> [What you will do] Whenever a line in the listing contains "below", copy that line.

> [Supplied data]
**********
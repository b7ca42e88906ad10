//! Implementation of the cancel command.

use anyhow::{Context, Result};

use super::AppContext;
use crate::alarm::CancelOutcome;
use crate::io::lock::ScheduleLock;

/// Cancel every pending daily alarm. Test alarms are left to fire.
pub fn handle_cancel_command(debug_enabled: bool) -> Result<()> {
    log_version!();

    let ctx = AppContext::load()?;
    let _lock = ScheduleLock::acquire(ctx.state_dir())?;
    let outcomes = ctx
        .scheduler()
        .cancel_all_alarms()
        .context("Failed to clear the daily alarm list")?;

    if outcomes.is_empty() {
        log_block_start!("No daily alarms were scheduled");
        log_end!();
        return Ok(());
    }

    let cancelled = outcomes
        .iter()
        .filter(|outcome| matches!(outcome, CancelOutcome::Cancelled(_)))
        .count();
    log_block_start!("Cancelled {} alarms", cancelled);

    for outcome in &outcomes {
        match outcome {
            CancelOutcome::Cancelled(id) if debug_enabled => log_debug!("Cancelled {}", id),
            CancelOutcome::NotPending(id) if debug_enabled => {
                log_debug!("{} had already fired or been cancelled", id)
            }
            CancelOutcome::Failed { id, reason } => {
                log_warning!("Could not cancel {}: {}", id, reason)
            }
            _ => {}
        }
    }

    log_end!();
    Ok(())
}

/// Display help for the cancel command
pub fn display_help() {
    log_version!();
    log_block_start!("cancel - Cancel all daily prayer alarms");
    log_block_start!("Usage: salatr cancel");
    log_block_start!("Description:");
    log_indented!("Cancels every pending daily alarm and forgets the daily list.");
    log_indented!("Test alarms from 'salatr test' are not affected. A running");
    log_indented!("'salatr run' schedules a fresh day on its next poll; stop it");
    log_indented!("first to silence alarms for good.");
    log_end!();
}
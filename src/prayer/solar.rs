//! Solar events for one day and time zone lookup.
//!
//! Event instants come from the `sunrise` crate. Events the sun never reaches on a
//! given day (polar day or night, twilight that never ends) come back as `None`.

use chrono::{DateTime, Duration, NaiveDate, NaiveTime, Utc};
use chrono_tz::Tz;
use once_cell::sync::Lazy;
use sunrise::{Coordinates, SolarDay, SolarEvent};
use tzf_rs::DefaultFinder;

use crate::error::{CoreError, CoreResult};

static TZ_FINDER: Lazy<DefaultFinder> = Lazy::new(DefaultFinder::new);

/// Any real event lies within this distance of UTC noon on the solar date.
const EVENT_WINDOW_HOURS: i64 = 36;

/// Bisection steps for the noon altitude; far below a second of time.
const NOON_ALTITUDE_STEPS: usize = 48;

/// The sun's course over one date at one place.
pub struct SunPath {
    day: SolarDay,
    reference: DateTime<Utc>,
}

impl SunPath {
    pub fn new(date: NaiveDate, latitude: f64, longitude: f64) -> CoreResult<Self> {
        let coord = Coordinates::new(latitude, longitude).ok_or_else(|| {
            CoreError::invalid_location(latitude, longitude, "coordinates out of range")
        })?;
        Ok(Self {
            day: SolarDay::new(coord, date),
            reference: date.and_time(NaiveTime::MIN).and_utc() + Duration::hours(12),
        })
    }

    /// An unreachable elevation yields a NaN hour angle, which the crate turns into
    /// the Unix epoch.
    fn event(&self, event: SolarEvent) -> Option<DateTime<Utc>> {
        let at = self.day.event_time(event);
        ((at - self.reference).num_hours().abs() <= EVENT_WINDOW_HOURS).then_some(at)
    }

    pub fn sunrise(&self) -> Option<DateTime<Utc>> {
        self.event(SolarEvent::Sunrise)
    }

    pub fn sunset(&self) -> Option<DateTime<Utc>> {
        self.event(SolarEvent::Sunset)
    }

    /// When the sun is `degrees` below the horizon, before noon if `morning`.
    pub fn depression(&self, degrees: f64, morning: bool) -> Option<DateTime<Utc>> {
        self.event(SolarEvent::Elevation {
            elevation: degrees.to_radians(),
            morning,
        })
    }

    /// Afternoon instant when a shadow is `factor` times its object plus the noon shadow.
    pub fn asr(&self, factor: f64) -> Option<DateTime<Utc>> {
        let noon = self.noon_altitude()?;
        let altitude = (1.0 / (factor + 1.0 / noon.tan())).atan();
        self.event(SolarEvent::Elevation {
            elevation: -altitude,
            morning: false,
        })
    }

    /// Highest altitude the sun reaches, in radians.
    ///
    /// Found as the largest elevation that still has an afternoon crossing.
    fn noon_altitude(&self) -> Option<f64> {
        let reachable = |altitude: f64| {
            self.event(SolarEvent::Elevation {
                elevation: -altitude,
                morning: false,
            })
            .is_some()
        };

        let (mut low, mut high) = (0.0_f64, std::f64::consts::FRAC_PI_2);
        if !reachable(low) {
            return None;
        }
        if reachable(high) {
            return Some(high);
        }
        for _ in 0..NOON_ALTITUDE_STEPS {
            let mid = (low + high) / 2.0;
            if reachable(mid) {
                low = mid;
            } else {
                high = mid;
            }
        }
        Some(low)
    }
}

/// IANA zone containing the coordinates, UTC for open water or unknown areas.
pub fn determine_timezone_from_coordinates(latitude: f64, longitude: f64) -> Tz {
    TZ_FINDER
        .get_tz_name(longitude, latitude)
        .parse::<Tz>()
        .unwrap_or(Tz::UTC)
}

/// Reject coordinates outside the geographic range.
pub fn validate_coordinates(latitude: f64, longitude: f64) -> CoreResult<()> {
    if !latitude.is_finite() || !(-90.0..=90.0).contains(&latitude) {
        return Err(CoreError::invalid_location(
            latitude,
            longitude,
            "latitude must be between -90 and 90 degrees",
        ));
    }
    if !longitude.is_finite() || !(-180.0..=180.0).contains(&longitude) {
        return Err(CoreError::invalid_location(
            latitude,
            longitude,
            "longitude must be between -180 and 180 degrees",
        ));
    }
    Ok(())
}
**********
> [Result for this exercise]
/// Bisection steps for the noon altitude; far below a second of time.
    /// When the sun is `degrees` below the horizon, before noon if `morning`.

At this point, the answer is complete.